Laila (born 24 October 1980) is an Indian actress. She has acted predominantly in Tamil films, as well as few  Telugu, Malayalam, Kannada and Hindi language films.

Career

She made her debut in the Telugu film Egire Paavurama (1996), directed by S. V. Krishna Reddy. Laila began to receive offers from prominent directors to feature in Tamil films and turned down films such as Dharma Chakkaram and Kadhal Palli by K. S. Ravikumar and Pavithran respectively. She subsequently signed on to appear in the lead role in VIP after Pooja Kumar had walked out of the project. However, Laila was left unimpressed when the producer asked her to consider changing her stage name to Pooja, as the invitations for the film had already been printed, and furthermore, she revealed that she was unaware of Rambha also being a heroine in the film. Laila subsequently dropped out of the project, wanting to make her Tamil debut in a film where she played the sole heroine.
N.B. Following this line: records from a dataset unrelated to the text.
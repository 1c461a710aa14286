//! Raw config types matching the resources JSON file.

use crate::store::CollectionSchema;
use serde::{Deserialize, Deserializer, Serialize};
use serde_json::{Map, Value};
use std::collections::{BTreeMap, HashMap};

/// Resource topology. Decides routing and the collection envelope shape.
#[derive(Clone, Copy, Debug, PartialEq, Eq, Serialize, Deserialize)]
#[serde(rename_all = "snake_case")]
pub enum NodeKind {
    Root,
    Internal,
    InternalDb,
    Leaf,
}

impl NodeKind {
    /// Kinds backed by a store collection.
    pub fn is_backed(self) -> bool {
        matches!(self, NodeKind::InternalDb | NodeKind::Leaf)
    }

    /// Kinds answered from fixed content alone.
    pub fn is_virtual(self) -> bool {
        matches!(self, NodeKind::Root | NodeKind::Internal)
    }
}

/// A string or a list of strings; `$expand` and `populate` accept both.
#[derive(Clone, Debug, Default, PartialEq, Serialize)]
pub struct OneOrMany(pub Vec<String>);

impl<'de> Deserialize<'de> for OneOrMany {
    fn deserialize<D>(deserializer: D) -> Result<Self, D::Error>
    where
        D: Deserializer<'de>,
    {
        match Value::deserialize(deserializer)? {
            Value::Null => Ok(OneOrMany(Vec::new())),
            Value::String(s) => Ok(OneOrMany(vec![s])),
            Value::Array(items) => items
                .into_iter()
                .map(|v| match v {
                    Value::String(s) => Ok(s),
                    other => Err(serde::de::Error::custom(format!("expected a string path, got {}", other))),
                })
                .collect::<Result<Vec<_>, _>>()
                .map(OneOrMany),
            other => Err(serde::de::Error::custom(format!(
                "expected a string or list of strings, got {}",
                other
            ))),
        }
    }
}

#[derive(Clone, Debug, Default, Serialize, Deserialize)]
pub struct ValidationRule {
    #[serde(default)]
    pub required: Option<bool>,
    #[serde(default)]
    pub format: Option<String>,
    #[serde(default)]
    pub max_length: Option<u32>,
    #[serde(default)]
    pub min_length: Option<u32>,
    #[serde(default)]
    pub pattern: Option<String>,
    #[serde(default)]
    pub allowed: Option<Vec<Value>>,
    #[serde(default)]
    pub minimum: Option<f64>,
    #[serde(default)]
    pub maximum: Option<f64>,
}

/// `{ "distinct": "genre" }`: sorted distinct values of a field over the filtered set.
#[derive(Clone, Debug, Serialize, Deserialize)]
pub struct StaticLinkConfig {
    pub distinct: String,
}

/// `{ "other_side": "/api/reviews", "key": "_book" }`: members of another resource
/// whose `key` field holds this entity's id.
#[derive(Clone, Debug, Serialize, Deserialize)]
pub struct InstanceLinkConfig {
    pub other_side: String,
    pub key: String,
}

fn default_true() -> bool {
    true
}

#[derive(Clone, Debug, Serialize, Deserialize)]
pub struct ResourceConfig {
    pub rel: String,
    #[serde(default)]
    pub oname: Option<String>,
    #[serde(default)]
    pub otype: Option<String>,
    /// Defaults to `internal_db` when a collection is set, `internal` otherwise.
    #[serde(default)]
    pub node_type: Option<NodeKind>,
    #[serde(default)]
    pub okey: Option<String>,
    #[serde(default, alias = "model")]
    pub collection: Option<String>,
    #[serde(default)]
    pub content: Map<String, Value>,
    #[serde(default)]
    pub count: bool,
    #[serde(default)]
    pub lean: Option<bool>,
    #[serde(default = "default_true")]
    pub create: bool,
    #[serde(default = "default_true")]
    pub update: bool,
    #[serde(default = "default_true")]
    pub delete: bool,
    /// Deprecated default for `$expand`.
    #[serde(default)]
    pub populate: OneOrMany,
    #[serde(default, rename = "$top")]
    pub top: Option<u64>,
    #[serde(default, rename = "$skip")]
    pub skip: Option<u64>,
    #[serde(default, rename = "$orderby")]
    pub orderby: Option<String>,
    #[serde(default, rename = "$orderbyPaged")]
    pub orderby_paged: Option<String>,
    #[serde(default, rename = "$select")]
    pub select: Option<String>,
    #[serde(default, rename = "$expand")]
    pub expand: OneOrMany,
    #[serde(default)]
    pub validation: HashMap<String, ValidationRule>,
    #[serde(default)]
    pub static_links: BTreeMap<String, StaticLinkConfig>,
    #[serde(default)]
    pub instance_links: BTreeMap<String, InstanceLinkConfig>,
}

impl ResourceConfig {
    /// Declared `node_type`, or the default implied by `collection`.
    pub fn kind(&self) -> NodeKind {
        self.node_type.unwrap_or(match self.collection {
            Some(_) => NodeKind::InternalDb,
            None => NodeKind::Internal,
        })
    }
}

/// Everything a resources file declares.
#[derive(Clone, Debug, Default, Deserialize)]
pub struct ResourcesFile {
    #[serde(default)]
    pub collections: Vec<CollectionSchema>,
    pub resources: Vec<ResourceConfig>,
}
Laila then worked with Ajith in Dheena and Parthen Rasithen with Prashanth.

Then came Dhill and Pithamagan with Vikram. In between, Laila took a break and went back to Mumbai. However, she returned to Kollywood with a big bang. Her role in the movie Ullam Ketkumae won her accolades from the masses. She was one of the successful Tamil actresses for a brief time.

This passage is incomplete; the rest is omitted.